By Cathy Kropp (U.S. Army Environmental CommandApril 19, 2013
Sustainability looks at managing your impact on everything, according Ms. Dorenda Coleman, winner of the 2012 Secretary of the Army Environmental Award for Sustainability in the team or individual category.
Judges selected the Arizona Army National Guard sustainability manager over 11 teams and one other individual nomination from across the Army for her efforts in integrating sustainability concepts throughout the Arizona ARNG in fiscal year 2012.
Coleman started working in the Arizona ARNG environmental department in 2005 as the person responsible for implementing ISO 14001, Environmental Management System (EMS). When she heard about sustainability, she said it sounded like EMS on steroids.
"Like EMS, sustainability is about supporting the mission and ensuring we can continue into the future, short term and long term," said Coleman. "However, sustainability looks beyond managing the impact of operations on the environment, to determine how to manage impacts on everything."
Realizing that sustainability had to be integrated throughout ARNG operations to be successful, Coleman established four interdepartmental teams and a cross-functional network of support dedicated to infrastructure and utilities; materials management; community outreach, and readiness.
The teams incorporate members from ARNG sites and facilities throughout Arizona. Members come from the environmental department, but also include representation from the property and fiscal office, purchasing, engineering, information technology, human resources, fleet management, procurement and custodial departments. The teams are focused on the Strategic Sustainability Performance Plan and the goals laid out in that plan.
To support the Army's emphasis on Net Zero Energy, Coleman is assisting with the development of the NGB Joint Energy Strategy, which will help set a national standard for conservation, fossil fuel use reduction, pollution prevention, and alternative energy use, as well as securing energy and water resources to ensure long-term mission viability.
With Coleman's leadership, the Arizona ARNG opened up a solar parking lot as a pilot program in 2012. The 20-car site provides covered parking for vehicles, and the top of the parking structure is covered in solar panels. The electricity generated feeds directly to the lot's structures, thereby reducing the need for electricity purchase.
Coleman is always looking for opportunities to improve the sustainability of Arizona ARNG's operations. She worked with the AZARNG command to initiate a new conservation initiative this year that saves resources, decreases costs, and enhances safety. The Infrastructure and Utilities Team established by Coleman continues to implement use reduction initiatives and technological upgrades in order to reduce facility energy.
Sustainability recommendations will result in huge energy and operating cost reductions with the implementation of a 10-hour, four-day workweek throughout the AZARNG installation. This change will mean less commuting for soldiers and staff, which will increase safety and lower emissions. It also allows the AZARNG to shut down hundreds of buildings for one day each week, decreasing water and electricity consumption .

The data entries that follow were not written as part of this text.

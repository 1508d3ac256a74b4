/// One line typed at the prompt.
#[derive(Debug, Clone, PartialEq, Eq)]
pub(crate) enum InputCommand {
    /// Plain text: becomes the new search term.
    Search(String),
    /// `:open N` opens row N (1-based) of the current list.
    Open(usize),
    /// `:refresh` reloads the list for the current search term.
    Refresh,
    /// `:quit` or `:q`.
    Quit,
    Unknown(String),
}

pub(crate) fn parse_line(line: &str) -> InputCommand {
    let line = line.trim_end_matches(['\r', '\n']);
    let Some(command) = line.strip_prefix(':') else {
        return InputCommand::Search(line.to_string());
    };

    let mut parts = command.split_whitespace();
    match (parts.next(), parts.next(), parts.next()) {
        (Some("q" | "quit"), None, None) => InputCommand::Quit,
        (Some("refresh"), None, None) => InputCommand::Refresh,
        (Some("open"), Some(row), None) => match row.parse::<usize>() {
            Ok(row) if row > 0 => InputCommand::Open(row),
            _ => InputCommand::Unknown(line.to_string()),
        },
        _ => InputCommand::Unknown(line.to_string()),
    }
}
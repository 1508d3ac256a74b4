mod app;
pub(crate) mod config;
mod input;
mod logging;
mod ui;

pub(crate) use app::run_app;
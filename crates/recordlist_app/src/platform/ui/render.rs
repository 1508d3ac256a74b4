use std::io::Write;

use chrono::Local;
use recordlist_core::{ColumnKind, ColumnSpec, ListViewModel, Record, ACCOUNT_COLUMNS};
use recordlist_engine::ViewObserver;
use serde_json::Value;

const MAX_ROWS: usize = 20;
const MAX_CELL_WIDTH: usize = 24;

/// Writes the list to a terminal-like sink on every view change.
pub(crate) struct TerminalRenderer<W: Write> {
    out: W,
}

impl<W: Write> TerminalRenderer<W> {
    pub fn new(out: W) -> Self {
        Self { out }
    }
}

impl<W: Write> ViewObserver for TerminalRenderer<W> {
    fn view_changed(&mut self, view: &ListViewModel) {
        let stamp = Local::now().format("%H:%M:%S").to_string();
        for line in render(view, &stamp) {
            let _ = writeln!(self.out, "{line}");
        }
        let _ = self.out.flush();
    }
}

pub(crate) fn render(view: &ListViewModel, stamp: &str) -> Vec<String> {
    let mut lines = Vec::new();
    let search = if view.search_term.is_empty() {
        String::new()
    } else {
        format!(" | search: \"{}\"", view.search_term)
    };
    lines.push(format!("[{stamp}] Accounts: {}{search}", view.status_line()));
    if !view.has_records {
        return lines;
    }

    let rows: Vec<Vec<String>> = view
        .records
        .iter()
        .take(MAX_ROWS)
        .map(|record| ACCOUNT_COLUMNS.iter().map(|c| format_cell(c, record)).collect())
        .collect();
    let widths: Vec<usize> = ACCOUNT_COLUMNS
        .iter()
        .enumerate()
        .map(|(idx, column)| {
            rows.iter()
                .map(|row| row[idx].chars().count())
                .chain(std::iter::once(column.label.chars().count()))
                .max()
                .unwrap_or(0)
                .min(MAX_CELL_WIDTH)
        })
        .collect();

    let header: Vec<String> = ACCOUNT_COLUMNS.iter().map(|c| c.label.to_string()).collect();
    lines.push(format_row("  #", &header, &widths));
    for (idx, row) in rows.iter().enumerate() {
        lines.push(format_row(&format!("{:>3}", idx + 1), row, &widths));
    }
    if view.record_count > MAX_ROWS {
        lines.push(format!("    ... {} more", view.record_count - MAX_ROWS));
    }
    lines
}

fn format_row(prefix: &str, cells: &[String], widths: &[usize]) -> String {
    let body: Vec<String> = cells
        .iter()
        .zip(widths)
        .map(|(cell, width)| format!("{:<width$}", truncate(cell, *width), width = *width))
        .collect();
    format!("{prefix} {}", body.join(" | ")).trim_end().to_string()
}

fn truncate(text: &str, width: usize) -> String {
    if text.chars().count() <= width {
        return text.to_string();
    }
    let mut out: String = text.chars().take(width.saturating_sub(1)).collect();
    out.push('~');
    out
}

fn format_cell(column: &ColumnSpec, record: &Record) -> String {
    match (record.field(column.field), column.kind) {
        (None | Some(Value::Null), _) => String::new(),
        (Some(Value::Number(number)), ColumnKind::Currency) => match number.as_f64() {
            Some(amount) => format_currency(amount),
            None => number.to_string(),
        },
        (Some(Value::String(text)), _) => text.clone(),
        (Some(other), _) => other.to_string(),
    }
}

fn format_currency(amount: f64) -> String {
    let sign = if amount < 0.0 { "-" } else { "" };
    format!("{sign}${}", format_with_commas(amount.abs().round() as u64))
}

fn format_with_commas(value: u64) -> String {
    let mut out = String::new();
    for (i, ch) in value.to_string().chars().rev().enumerate() {
        if i != 0 && i % 3 == 0 {
            out.push(',');
        }
        out.push(ch);
    }
    out.chars().rev().collect()
}

#[cfg(test)]
mod tests {
    use super::*;
    use recordlist_core::EmptyState;
    use serde_json::json;

    fn view_of(records: Vec<Record>) -> ListViewModel {
        ListViewModel {
            record_count: records.len(),
            has_records: !records.is_empty(),
            records,
            ..ListViewModel::default()
        }
    }

    #[test]
    fn rows_are_numbered_and_revenue_formatted() {
        let record = Record::from_value(json!({
            "Id": "001",
            "Name": "Acme",
            "Industry": "Manufacturing",
            "AnnualRevenue": 1250000,
        }))
        .unwrap();

        let lines = render(&view_of(vec![record]), "12:00:00");

        assert_eq!(lines[0], "[12:00:00] Accounts: 1 record");
        assert!(lines[1].starts_with("  # Account Name"));
        assert!(lines[2].starts_with("  1 Acme"));
        assert!(lines[2].contains("Manufacturing"));
        assert!(lines[2].ends_with("$1,250,000"));
    }

    #[test]
    fn failure_renders_only_the_status_line() {
        let view = ListViewModel {
            search_term: "acme".to_string(),
            error_message: "timeout".to_string(),
            empty_state: Some(EmptyState::Failed {
                message: "timeout".to_string(),
            }),
            ..ListViewModel::default()
        };

        assert_eq!(
            render(&view, "09:30:00"),
            vec!["[09:30:00] Accounts: Error loading records: timeout | search: \"acme\"".to_string()]
        );
    }

    #[test]
    fn long_cells_are_truncated() {
        assert_eq!(truncate("abcdef", 4), "abc~");
        assert_eq!(truncate("abc", 4), "abc");
    }

    #[test]
    fn commas_group_thousands() {
        assert_eq!(format_with_commas(0), "0");
        assert_eq!(format_with_commas(1234567), "1,234,567");
        assert_eq!(format_currency(-999.6), "-$1,000");
    }
}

In addition, Coleman has been expanding sustainability education and training across the Arizona ARNG. To better educate existing Army and Army Guard Soldiers and personnel, as well as prepare the next generation of sustainability professionals, Coleman worked closely with Arizona State University (ASU) to develop and launch a Sustainability Leadership Graduate Certificate program.

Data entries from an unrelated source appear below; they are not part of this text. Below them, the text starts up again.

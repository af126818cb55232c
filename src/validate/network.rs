//! Validation of a find-network result.
//!
//! Actual paths are re-keyed by [`CanonicalPairKey`] and oriented to start at
//! the lower entity id, expected paths are translated and oriented the same
//! way, and the two maps are compared key by key.

use std::collections::{BTreeMap, BTreeSet};

use crate::canonical::CanonicalPairKey;
use crate::error::OracleResult;
use crate::expected::{ExpectedNetworkSpec, ExpectedPath};
use crate::flags::{FlagSet, SZ_FIND_NETWORK_INCLUDE_MATCHING_INFO};
use crate::lookup::RecordEntityLookup;
use crate::record::EntityId;
use crate::response::NetworkResponse;

use super::path::matching_info_mismatch;
use super::{finish, render_chain, render_set, Check, Mismatch};

/// Validates find-network output against `spec`.
///
/// # Errors
/// - [`crate::OracleError::ResponseParse`] if `actual_json` is not a network result
/// - [`crate::OracleError::UnknownRecord`] if `spec` names a record the lookup
///   does not know
/// - [`crate::OracleError::Validation`] carrying every mismatch found
pub fn validate_network(
    lookup: &RecordEntityLookup,
    actual_json: &str,
    flags: &FlagSet,
    spec: &ExpectedNetworkSpec,
) -> OracleResult<()> {
    let response = NetworkResponse::parse(actual_json)?;
    let mismatches = check_network(lookup, &response, flags, spec)?;
    let requested: Vec<String> = spec.requested.iter().map(ToString::to_string).collect();
    finish(
        format!(
            "find-network [{}] (max degrees {}, build-out {}/{}, flags {flags})",
            requested.join(", "),
            spec.max_degrees,
            spec.build_out_degrees,
            spec.build_out_max_entities
        ),
        mismatches,
    )?;
    Ok(())
}

/// Runs every network check and returns the mismatches found.
pub fn check_network(
    lookup: &RecordEntityLookup,
    response: &NetworkResponse,
    flags: &FlagSet,
    spec: &ExpectedNetworkSpec,
) -> OracleResult<Vec<Mismatch>> {
    let mut out = Vec::new();

    let mut actual_by_key: BTreeMap<CanonicalPairKey, Vec<EntityId>> = BTreeMap::new();
    for path in &response.entity_paths {
        let start = path.start_entity_id.or_else(|| path.entities.first().copied());
        let end = path.end_entity_id.or_else(|| path.entities.last().copied());
        let (Some(start), Some(end)) = (start, end) else {
            out.push(Mismatch::new(
                Check::NetworkPath,
                "START_ENTITY_ID and END_ENTITY_ID",
                format!("entry without endpoints {}", render_chain(&path.entities)),
            ));
            continue;
        };
        let key = CanonicalPairKey::new(start, end);
        let oriented = key.orient(&path.entities);
        if let Some(previous) = actual_by_key.insert(key, oriented) {
            out.push(Mismatch::new(
                Check::DuplicatePath,
                format!("one entry for {key}"),
                format!("another entry {}", render_chain(&previous)),
            ));
        }
    }

    let mut required: BTreeSet<EntityId> = lookup.entity_ids_of(&spec.requested)?;
    let mut expected_keys = BTreeSet::new();

    for expected in &spec.paths {
        match expected {
            ExpectedPath::Connected(keys) => {
                let ids = keys
                    .iter()
                    .map(|k| lookup.require_entity_id(k))
                    .collect::<OracleResult<Vec<EntityId>>>()?;
                required.extend(ids.iter().copied());
                let (Some(&first), Some(&last)) = (ids.first(), ids.last()) else {
                    continue;
                };
                let key = CanonicalPairKey::new(first, last);
                expected_keys.insert(key);
                let expected_chain = key.orient(&ids);
                match actual_by_key.get(&key) {
                    None => out.push(Mismatch::new(
                        Check::NetworkPath,
                        format!("{key} via {}", render_chain(&expected_chain)),
                        "no entry",
                    )),
                    Some(actual) if *actual != expected_chain => out.push(Mismatch::new(
                        Check::NetworkPath,
                        format!("{key} via {}", render_chain(&expected_chain)),
                        format!("{key} via {}", render_chain(actual)),
                    )),
                    Some(_) => {}
                }
            }
            ExpectedPath::Disconnected { start, end } => {
                let start_id = lookup.require_entity_id(start)?;
                let end_id = lookup.require_entity_id(end)?;
                required.insert(start_id);
                required.insert(end_id);
                let key = CanonicalPairKey::new(start_id, end_id);
                expected_keys.insert(key);
                match actual_by_key.get(&key) {
                    None => out.push(Mismatch::new(
                        Check::NetworkPath,
                        format!("{key} reported with no connecting path"),
                        "no entry",
                    )),
                    Some(actual) if !actual.is_empty() => out.push(Mismatch::new(
                        Check::NetworkPath,
                        format!("{key} reported with no connecting path"),
                        format!("{key} via {}", render_chain(actual)),
                    )),
                    Some(_) => {}
                }
            }
        }
    }

    for (key, chain) in &actual_by_key {
        if !expected_keys.contains(key) {
            out.push(Mismatch::new(
                Check::UnexpectedPath,
                "only expected pairs",
                format!("{key} via {}", render_chain(chain)),
            ));
        }
    }

    let details = response.detail_ids();
    let min_count = required.len();
    let max_count = min_count.saturating_add(spec.build_out_allowance());
    if details.len() < min_count || details.len() > max_count {
        out.push(Mismatch::new(
            Check::EntityCount,
            format!("between {min_count} and {max_count} entity details"),
            format!("{} entity details", details.len()),
        ));
    }

    out.extend(matching_info_mismatch(
        flags.contains(SZ_FIND_NETWORK_INCLUDE_MATCHING_INFO),
        response.network_links.is_some(),
        "ENTITY_NETWORK_LINKS",
    ));

    let missing: BTreeSet<EntityId> = required.difference(&details).copied().collect();
    if !missing.is_empty() {
        out.push(Mismatch::new(
            Check::RequiredCoverage,
            format!("details for {}", render_set(&required)),
            format!("missing {}", render_set(&missing)),
        ));
    }

    let build_out = lookup.entity_ids_of(&spec.required_build_out)?;
    let missing_build_out: BTreeSet<EntityId> = build_out.difference(&details).copied().collect();
    if !missing_build_out.is_empty() {
        out.push(Mismatch::new(
            Check::RequiredCoverage,
            format!("build-out details for {}", render_set(&build_out)),
            format!("missing {}", render_set(&missing_build_out)),
        ));
    }

    Ok(out)
}

#[cfg(test)]
mod tests {
    use std::collections::BTreeMap;

    use super::*;
    use crate::error::OracleError;
    use crate::record::RecordKey;

    fn key(id: &str) -> RecordKey {
        RecordKey::new("TEST", id)
    }

    /// Records `E1`..`E9` resolve to entities 1..9.
    fn lookup() -> RecordEntityLookup {
        let map: BTreeMap<RecordKey, EntityId> = (1..=9)
            .map(|i| (key(&format!("E{i}")), EntityId::new(i)))
            .collect();
        RecordEntityLookup::build(map)
    }

    fn network_json(paths: &[(i64, i64, &[i64])], details: &[i64], links: bool) -> String {
        let paths: Vec<String> = paths
            .iter()
            .map(|(s, e, chain)| {
                let chain: Vec<String> = chain.iter().map(ToString::to_string).collect();
                format!(
                    r#"{{"START_ENTITY_ID":{s},"END_ENTITY_ID":{e},"ENTITIES":[{}]}}"#,
                    chain.join(",")
                )
            })
            .collect();
        let details: Vec<String> = details
            .iter()
            .map(|id| format!(r#"{{"RESOLVED_ENTITY":{{"ENTITY_ID":{id}}}}}"#))
            .collect();
        let links = if links {
            r#","ENTITY_NETWORK_LINKS":[]"#
        } else {
            ""
        };
        format!(
            r#"{{"ENTITY_PATHS":[{}]{links},"ENTITIES":[{}]}}"#,
            paths.join(","),
            details.join(",")
        )
    }

    fn checks(result: OracleResult<()>) -> Vec<Check> {
        match result {
            Err(OracleError::Validation(f)) => f.mismatches.iter().map(|m| m.check).collect(),
            other => panic!("expected validation failure, got {other:?}"),
        }
    }

    #[test]
    fn test_single_entity_network() {
        let spec = ExpectedNetworkSpec::builder()
            .request(key("E1"))
            .max_degrees(1)
            .build_out(0, 10)
            .build()
            .unwrap();
        let ok = network_json(&[], &[1], false);
        validate_network(&lookup(), &ok, &FlagSet::none(), &spec).unwrap();

        let extra = network_json(&[], &[1, 2], false);
        assert_eq!(
            checks(validate_network(&lookup(), &extra, &FlagSet::none(), &spec)),
            vec![Check::EntityCount]
        );
    }

    #[test]
    fn test_reversed_actual_path_matches() {
        let spec = ExpectedNetworkSpec::builder()
            .request(key("E1"))
            .request(key("E3"))
            .max_degrees(2)
            .connected([key("E1"), key("E2"), key("E3")])
            .build()
            .unwrap();
        let json = network_json(&[(3, 1, &[3, 2, 1])], &[1, 2, 3], false);
        validate_network(&lookup(), &json, &FlagSet::none(), &spec).unwrap();
    }

    #[test]
    fn test_reversed_expected_path_matches() {
        let spec = ExpectedNetworkSpec::builder()
            .request(key("E1"))
            .request(key("E3"))
            .max_degrees(2)
            .connected([key("E3"), key("E2"), key("E1")])
            .build()
            .unwrap();
        let json = network_json(&[(1, 3, &[1, 2, 3])], &[1, 2, 3], false);
        validate_network(&lookup(), &json, &FlagSet::none(), &spec).unwrap();
    }

    #[test]
    fn test_wrong_intermediate() {
        let spec = ExpectedNetworkSpec::builder()
            .request(key("E1"))
            .request(key("E3"))
            .max_degrees(2)
            .connected([key("E1"), key("E2"), key("E3")])
            .build()
            .unwrap();
        let json = network_json(&[(1, 3, &[1, 4, 3])], &[1, 2, 3, 4], false);
        let found = checks(validate_network(&lookup(), &json, &FlagSet::none(), &spec));
        assert_eq!(found, vec![Check::NetworkPath, Check::EntityCount]);
    }

    #[test]
    fn test_disconnected_pair_with_build_out() {
        let spec = ExpectedNetworkSpec::builder()
            .request(key("E1"))
            .request(key("E5"))
            .max_degrees(1)
            .build_out(1, 1000)
            .disconnected(key("E1"), key("E5"))
            .require_build_out(key("E2"))
            .require_build_out(key("E6"))
            .build()
            .unwrap();
        let json = network_json(&[(1, 5, &[])], &[1, 2, 5, 6], false);
        validate_network(&lookup(), &json, &FlagSet::none(), &spec).unwrap();

        let missing_sentinel = network_json(&[], &[1, 2, 5, 6], false);
        assert_eq!(
            checks(validate_network(
                &lookup(),
                &missing_sentinel,
                &FlagSet::none(),
                &spec
            )),
            vec![Check::NetworkPath]
        );

        let missing_neighbor = network_json(&[(5, 1, &[])], &[1, 2, 5], false);
        assert_eq!(
            checks(validate_network(
                &lookup(),
                &missing_neighbor,
                &FlagSet::none(),
                &spec
            )),
            vec![Check::RequiredCoverage]
        );
    }

    #[test]
    fn test_disconnected_pair_rejects_chain() {
        let spec = ExpectedNetworkSpec::builder()
            .request(key("E1"))
            .request(key("E5"))
            .disconnected(key("E1"), key("E5"))
            .build()
            .unwrap();
        let json = network_json(&[(1, 5, &[1, 5])], &[1, 5], false);
        assert_eq!(
            checks(validate_network(&lookup(), &json, &FlagSet::none(), &spec)),
            vec![Check::NetworkPath]
        );
    }

    #[test]
    fn test_unexpected_and_duplicate_pairs() {
        let spec = ExpectedNetworkSpec::builder()
            .request(key("E1"))
            .request(key("E2"))
            .connected([key("E1"), key("E2")])
            .build()
            .unwrap();
        let json = network_json(
            &[(1, 2, &[1, 2]), (2, 1, &[2, 1]), (1, 3, &[1, 3])],
            &[1, 2],
            false,
        );
        let found = checks(validate_network(&lookup(), &json, &FlagSet::none(), &spec));
        assert!(found.contains(&Check::DuplicatePath));
        assert!(found.contains(&Check::UnexpectedPath));
    }

    #[test]
    fn test_count_upper_bound() {
        let spec = ExpectedNetworkSpec::builder()
            .request(key("E1"))
            .build_out(1, 2)
            .build()
            .unwrap();
        let json = network_json(&[], &[1, 2, 3], false);
        validate_network(&lookup(), &json, &FlagSet::none(), &spec).unwrap();
        let json = network_json(&[], &[1, 2, 3, 4], false);
        assert_eq!(
            checks(validate_network(&lookup(), &json, &FlagSet::none(), &spec)),
            vec![Check::EntityCount]
        );
    }

    #[test]
    fn test_missing_required_detail() {
        let spec = ExpectedNetworkSpec::builder()
            .request(key("E1"))
            .request(key("E2"))
            .connected([key("E1"), key("E2")])
            .build()
            .unwrap();
        let json = network_json(&[(1, 2, &[1, 2])], &[1], false);
        assert_eq!(
            checks(validate_network(&lookup(), &json, &FlagSet::none(), &spec)),
            vec![Check::EntityCount, Check::RequiredCoverage]
        );
    }

    #[test]
    fn test_network_matching_info() {
        let spec = ExpectedNetworkSpec::builder()
            .request(key("E1"))
            .build()
            .unwrap();
        let flags = FlagSet::of(&[SZ_FIND_NETWORK_INCLUDE_MATCHING_INFO]);
        let without = network_json(&[], &[1], false);
        assert_eq!(
            checks(validate_network(&lookup(), &without, &flags, &spec)),
            vec![Check::MatchingInfo]
        );
        let with = network_json(&[], &[1], true);
        validate_network(&lookup(), &with, &flags, &spec).unwrap();
        assert_eq!(
            checks(validate_network(&lookup(), &with, &FlagSet::none(), &spec)),
            vec![Check::MatchingInfo]
        );
    }
}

This certificate program is the first of its kind, bringing together the unique viewpoints and requirements of the military and the Army Guard with the academic community in the field. Though the courses are tailored to the National Guard and its operations, the class is open to civilian students as well, demonstrating the cross-compatibility of the military's sustainability practices, techniques and approaches.
"Culture change is a huge part of any shift in thinking and these courses really will help initiate that culture change in the Army and the Army National Guard," Coleman said. "It took about three years to develop and get off of the ground. I'm truly thankful I had the opportunity to work on this program," she said.
In addition to the ASU partnership, Coleman has established strong collaborative relationships with Northern Arizona University, the Arizona Air and Water Trust, the Arizona Water Association, the Pinal County Partnership, the Western Regional Partnership, a coalition of federal, state, and defense agencies involved in sustainability issues, and others.
Coleman and the Arizona ARNG hosted a sustainability partnership workshop in 2012, bringing together 30 potential partners, including universities and local, federal and state agencies to work toward shared sustainability goals. One outcome of this workshop has been a new pilot project with Northern Arizona University to begin producing liquid methanol as an alternative fuel for military vehicles, a component of long-term net zero goals.
The Arizona Air and Water Trust is another ARNG valuable partner that assists with purchasing and managing easements and the associated administrative work, through the Army Compatible Use Buffer program. This helps further conservation goals for both organizations, while saving tens of thousands of dollars each year in terms of staff and resource management costs for the AZARNG, who continues to receive encroachment protection.
As the Sustainability Manager of the Arizona ARNG, Dorenda Coleman is at the core of all sustainability undertakings across the AZARNG's training sites, readiness centers, and mission facilities, and is deeply integrated into operations at every level. Coleman's leadership and management of the many facets of sustainability, from encroachment protection to green construction to recycling to energy and resource conservation has been key to integrating sustainable practices and awareness into the Arizona ARNG culture.